# [Your assignment]
Transcribe the records below exactly.

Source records
○ ○ ○ ○

fn new_bgpvpn_row(
    id: Uuid,
    ctx: &Context,
    spec: &BgpvpnCreate,
    allocation: &Allocation,
) -> BgpvpnRow {
    let route_targets = match &allocation.route {
        Some(target) => vec![target.clone()],
        None => spec.route_targets.clone(),
    };
    let import_targets = match &allocation.import {
        Some(target) => Some(vec![target.clone()]),
        None => spec.import_targets.clone(),
    };
    let export_targets = match &allocation.export {
        Some(target) => Some(vec![target.clone()]),
        None => spec.export_targets.clone(),
    };
    let route_distinguishers = if spec.route_distinguishers.is_empty() {
        None
    } else {
        Some(rtrd::encode(&spec.route_distinguishers))
    };

    BgpvpnRow {
        id,
        tenant_id: ctx.tenant_id.clone(),
        name: spec.name.clone(),
        vpn_type: spec.vpn_type,
        route_targets: rtrd::encode(&route_targets),
        import_targets: import_targets.map(|t| rtrd::encode(&t)),
        export_targets: export_targets.map(|t| rtrd::encode(&t)),
        route_distinguishers,
        vni: spec.vni,
        local_pref: spec.local_pref,
        standard: StandardAttributes::new(spec.description.clone()),
        sequence: 1,
        network_associations: Vec::new(),
        router_associations: Vec::new(),
        port_associations: Vec::new(),
        rbac_entries: Vec::new(),
        route_references: Vec::new(),
        allocated_targets: allocation.targets().cloned().collect(),
    }
}

/// Look up a BGPVPN, treating one the requester cannot see as absent.
fn find_visible(
    tx: &Tx<'_>,
    id: Uuid,
    ctx: &Context,
) -> TxResult<Option<BgpvpnRow>> {
    let Some(row) = get::<BgpvpnRow>(tx.bgpvpn, &bgpvpn_key(id))? else {
        return Ok(None);
    };
    if !rbac::is_visible(tx.rbac, row.id, &row.tenant_id, ctx)? {
        return Ok(None);
    }
    Ok(Some(row))
}

fn require_bgpvpn(tx: &Tx<'_>, id: Uuid, ctx: &Context) -> TxResult<BgpvpnRow> {
    match find_visible(tx, id, ctx)? {
        Some(row) => Ok(row),
        None => abort(Error::BgpvpnNotFound { id }),
    }
}

/// Fetch an association scoped by its BGPVPN, along with the BGPVPN row.
fn get_association<T: DeserializeOwned>(
    tx: &Tx<'_>,
    ctx: &Context,
    kind: AssociationKind,
    bgpvpn_id: Uuid,
    id: Uuid,
) -> TxResult<(BgpvpnRow, T)> {
    let not_found = || Error::AssociationNotFound {
        kind,
        id,
        bgpvpn_id,
    };
    let Some(parent) = find_visible(tx, bgpvpn_id, ctx)? else {
        return abort(not_found());
    };
    match get::<T>(tx.association(kind), &child_key(bgpvpn_id, id))? {
        Some(assoc) => Ok((parent, assoc)),
        None => abort(not_found()),
    }
}

fn list_associations<T: DeserializeOwned>(
    tx: &Tx<'_>,
    ctx: &Context,
    kind: AssociationKind,
    bgpvpn_id: Uuid,
) -> TxResult<Vec<T>> {
    let parent = require_bgpvpn(tx, bgpvpn_id, ctx)?;
    let mut result = Vec::new();
    for a in parent.associations(kind) {
        if let Some(assoc) =
            get::<T>(tx.association(kind), &child_key(bgpvpn_id, a.id))?
        {
            result.push(assoc);
        }
    }
    Ok(result)
}

/// Claim the (resource, BGPVPN) pair and record the association on its
/// BGPVPN. The index insert is the uniqueness constraint: a prior value means
/// the pair is already associated.
fn link_association(
    tx: &Tx<'_>,
    parent: &mut BgpvpnRow,
    kind: AssociationKind,
    id: Uuid,
    resource_id: &str,
) -> TxResult<()> {
    let key = index_key(kind, resource_id, parent.id);
    if tx
        .index
        .insert(key.as_str(), id.to_string().as_str())?
        .is_some()
    {
        return abort(Error::AssociationAlreadyExists {
            kind,
            bgpvpn_id: parent.id,
            resource_id: resource_id.to_string(),
        });
    }
    parent.associations_mut(kind).push(AssociationRef {
        id,
        resource_id: resource_id.to_string(),
    });
    parent.bump();
    Ok(())
}

fn unlink_association(
    tx: &Tx<'_>,
    parent: &mut BgpvpnRow,
    kind: AssociationKind,
    id: Uuid,
    resource_id: &str,
) -> TxResult<()> {
    tx.index
        .remove(index_key(kind, resource_id, parent.id).as_str())?;
    parent.associations_mut(kind).retain(|a| a.id != id);
    parent.bump();
    Ok(())
}

/// Persist routes for a port association of `owner`. Routes referencing
/// another BGPVPN are recorded on that BGPVPN, which must be visible to the
/// requester.
fn attach_routes(
    tx: &Tx<'_>,
    ctx: &Context,
    owner: Uuid,
    routes: &[PortAssociationRoute],
) -> TxResult<()> {
    for r in routes {
        if let RouteTarget::Bgpvpn { bgpvpn_id } = r.target {
            if bgpvpn_id != owner {
                let mut target = require_bgpvpn(tx, bgpvpn_id, ctx)?;
                target.route_references.push(RouteRef {
                    bgpvpn_id: owner,
                    port_association_id: r.port_association_id,
                    route_id: r.id,
                });
                put(tx.bgpvpn, &bgpvpn_key(bgpvpn_id), &target)?;
            }
        }
        put(tx.route, &child_key(r.port_association_id, r.id), r)?;
    }
    Ok(())
}

/// Remove all routes of a port association of `owner`.
fn detach_routes(
    tx: &Tx<'_>,
    owner: Uuid,
    port: &PortAssociationRow,
) -> TxResult<()> {
    for route_id in &port.routes {
        let key = child_key(port.id, *route_id);
        if let Some(r) = get::<PortAssociationRoute>(tx.route, &key)? {
            if let RouteTarget::Bgpvpn { bgpvpn_id } = r.target {
                let target_key = bgpvpn_key(bgpvpn_id);
                if bgpvpn_id != owner {
                    if let Some(mut target) =
                        get::<BgpvpnRow>(tx.bgpvpn, &target_key)?
                    {
                        target.route_references.retain(|x| x.route_id != r.id);
                        put(tx.bgpvpn, &target_key, &target)?;
                    }
                }
            }
        }
        tx.route.remove(key.as_str())?;
    }
    Ok(())
}

fn load_port(tx: &Tx<'_>, row: &PortAssociationRow) -> TxResult<PortAssociation> {
    let mut routes = Vec::new();
    for route_id in &row.routes {
        if let Some(r) = get(tx.route, &child_key(row.id, *route_id))? {
            routes.push(r);
        }
    }
    Ok(port_view(row, routes))
}

fn port_view(
    row: &PortAssociationRow,
    routes: Vec<PortAssociationRoute>,
) -> PortAssociation {
    PortAssociation {
        id: row.id,
        tenant_id: row.tenant_id.clone(),
        bgpvpn_id: row.bgpvpn_id,
        port_id: row.port_id.clone(),
        advertise_fixed_ips: row.advertise_fixed_ips,
        routes,
        standard: row.standard.clone(),
    }
}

○ ○ ○ ○

# [Solved exercise]
fn new_bgpvpn_row(
    id: Uuid,
    ctx: &Context,
    spec: &BgpvpnCreate,
    allocation: &Allocation,
) -> BgpvpnRow {
    let route_targets = match &allocation.route {
        Some(target) => vec![target.clone()],
        None => spec.route_targets.clone(),
    };
    let import_targets = match &allocation.import {
        Some(target) => Some(vec![target.clone()]),
        None => spec.import_targets.clone(),
    };
    let export_targets = match &allocation.export {
        Some(target) => Some(vec![target.clone()]),
        None => spec.export_targets.clone(),
    };
    let route_distinguishers = if spec.route_distinguishers.is_empty() {
        None
    } else {
        Some(rtrd::encode(&spec.route_distinguishers))
    };

    BgpvpnRow {
        id,
        tenant_id: ctx.tenant_id.clone(),
        name: spec.name.clone(),
        vpn_type: spec.vpn_type,
        route_targets: rtrd::encode(&route_targets),
        import_targets: import_targets.map(|t| rtrd::encode(&t)),
        export_targets: export_targets.map(|t| rtrd::encode(&t)),
        route_distinguishers,
        vni: spec.vni,
        local_pref: spec.local_pref,
        standard: StandardAttributes::new(spec.description.clone()),
        sequence: 1,
        network_associations: Vec::new(),
        router_associations: Vec::new(),
        port_associations: Vec::new(),
        rbac_entries: Vec::new(),
        route_references: Vec::new(),
        allocated_targets: allocation.targets().cloned().collect(),
    }
}

/// Look up a BGPVPN, treating one the requester cannot see as absent.
fn find_visible(
    tx: &Tx<'_>,
    id: Uuid,
    ctx: &Context,
) -> TxResult<Option<BgpvpnRow>> {
    let Some(row) = get::<BgpvpnRow>(tx.bgpvpn, &bgpvpn_key(id))? else {
        return Ok(None);
    };
    if !rbac::is_visible(tx.rbac, row.id, &row.tenant_id, ctx)? {
        return Ok(None);
    }
    Ok(Some(row))
}

fn require_bgpvpn(tx: &Tx<'_>, id: Uuid, ctx: &Context) -> TxResult<BgpvpnRow> {
    match find_visible(tx, id, ctx)? {
        Some(row) => Ok(row),
        None => abort(Error::BgpvpnNotFound { id }),
    }
}

/// Fetch an association scoped by its BGPVPN, along with the BGPVPN row.
fn get_association<T: DeserializeOwned>(
    tx: &Tx<'_>,
    ctx: &Context,
    kind: AssociationKind,
    bgpvpn_id: Uuid,
    id: Uuid,
) -> TxResult<(BgpvpnRow, T)> {
    let not_found = || Error::AssociationNotFound {
        kind,
        id,
        bgpvpn_id,
    };
    let Some(parent) = find_visible(tx, bgpvpn_id, ctx)? else {
        return abort(not_found());
    };
    match get::<T>(tx.association(kind), &child_key(bgpvpn_id, id))? {
        Some(assoc) => Ok((parent, assoc)),
        None => abort(not_found()),
    }
}

fn list_associations<T: DeserializeOwned>(
    tx: &Tx<'_>,
    ctx: &Context,
    kind: AssociationKind,
    bgpvpn_id: Uuid,
) -> TxResult<Vec<T>> {
    let parent = require_bgpvpn(tx, bgpvpn_id, ctx)?;
    let mut result = Vec::new();
    for a in parent.associations(kind) {
        if let Some(assoc) =
            get::<T>(tx.association(kind), &child_key(bgpvpn_id, a.id))?
        {
            result.push(assoc);
        }
    }
    Ok(result)
}

/// Claim the (resource, BGPVPN) pair and record the association on its
/// BGPVPN. The index insert is the uniqueness constraint: a prior value means
/// the pair is already associated.
fn link_association(
    tx: &Tx<'_>,
    parent: &mut BgpvpnRow,
    kind: AssociationKind,
    id: Uuid,
    resource_id: &str,
) -> TxResult<()> {
    let key = index_key(kind, resource_id, parent.id);
    if tx
        .index
        .insert(key.as_str(), id.to_string().as_str())?
        .is_some()
    {
        return abort(Error::AssociationAlreadyExists {
            kind,
            bgpvpn_id: parent.id,
            resource_id: resource_id.to_string(),
        });
    }
    parent.associations_mut(kind).push(AssociationRef {
        id,
        resource_id: resource_id.to_string(),
    });
    parent.bump();
    Ok(())
}

fn unlink_association(
    tx: &Tx<'_>,
    parent: &mut BgpvpnRow,
    kind: AssociationKind,
    id: Uuid,
    resource_id: &str,
) -> TxResult<()> {
    tx.index
        .remove(index_key(kind, resource_id, parent.id).as_str())?;
    parent.associations_mut(kind).retain(|a| a.id != id);
    parent.bump();
    Ok(())
}

/// Persist routes for a port association of `owner`. Routes referencing
/// another BGPVPN are recorded on that BGPVPN, which must be visible to the
/// requester.
fn attach_routes(
    tx: &Tx<'_>,
    ctx: &Context,
    owner: Uuid,
    routes: &[PortAssociationRoute],
) -> TxResult<()> {
    for r in routes {
        if let RouteTarget::Bgpvpn { bgpvpn_id } = r.target {
            if bgpvpn_id != owner {
                let mut target = require_bgpvpn(tx, bgpvpn_id, ctx)?;
                target.route_references.push(RouteRef {
                    bgpvpn_id: owner,
                    port_association_id: r.port_association_id,
                    route_id: r.id,
                });
                put(tx.bgpvpn, &bgpvpn_key(bgpvpn_id), &target)?;
            }
        }
        put(tx.route, &child_key(r.port_association_id, r.id), r)?;
    }
    Ok(())
}

/// Remove all routes of a port association of `owner`.
fn detach_routes(
    tx: &Tx<'_>,
    owner: Uuid,
    port: &PortAssociationRow,
) -> TxResult<()> {
    for route_id in &port.routes {
        let key = child_key(port.id, *route_id);
        if let Some(r) = get::<PortAssociationRoute>(tx.route, &key)? {
            if let RouteTarget::Bgpvpn { bgpvpn_id } = r.target {
                let target_key = bgpvpn_key(bgpvpn_id);
                if bgpvpn_id != owner {
                    if let Some(mut target) =
                        get::<BgpvpnRow>(tx.bgpvpn, &target_key)?
                    {
                        target.route_references.retain(|x| x.route_id != r.id);
                        put(tx.bgpvpn, &target_key, &target)?;
                    }
                }
            }
        }
        tx.route.remove(key.as_str())?;
    }
    Ok(())
}

fn load_port(tx: &Tx<'_>, row: &PortAssociationRow) -> TxResult<PortAssociation> {
    let mut routes = Vec::new();
    for route_id in &row.routes {
        if let Some(r) = get(tx.route, &child_key(row.id, *route_id))? {
            routes.push(r);
        }
    }
    Ok(port_view(row, routes))
}

fn port_view(
    row: &PortAssociationRow,
    routes: Vec<PortAssociationRoute>,
) -> PortAssociation {
    PortAssociation {
        id: row.id,
        tenant_id: row.tenant_id.clone(),
        bgpvpn_id: row.bgpvpn_id,
        port_id: row.port_id.clone(),
        advertise_fixed_ips: row.advertise_fixed_ips,
        routes,
        standard: row.standard.clone(),
    }
}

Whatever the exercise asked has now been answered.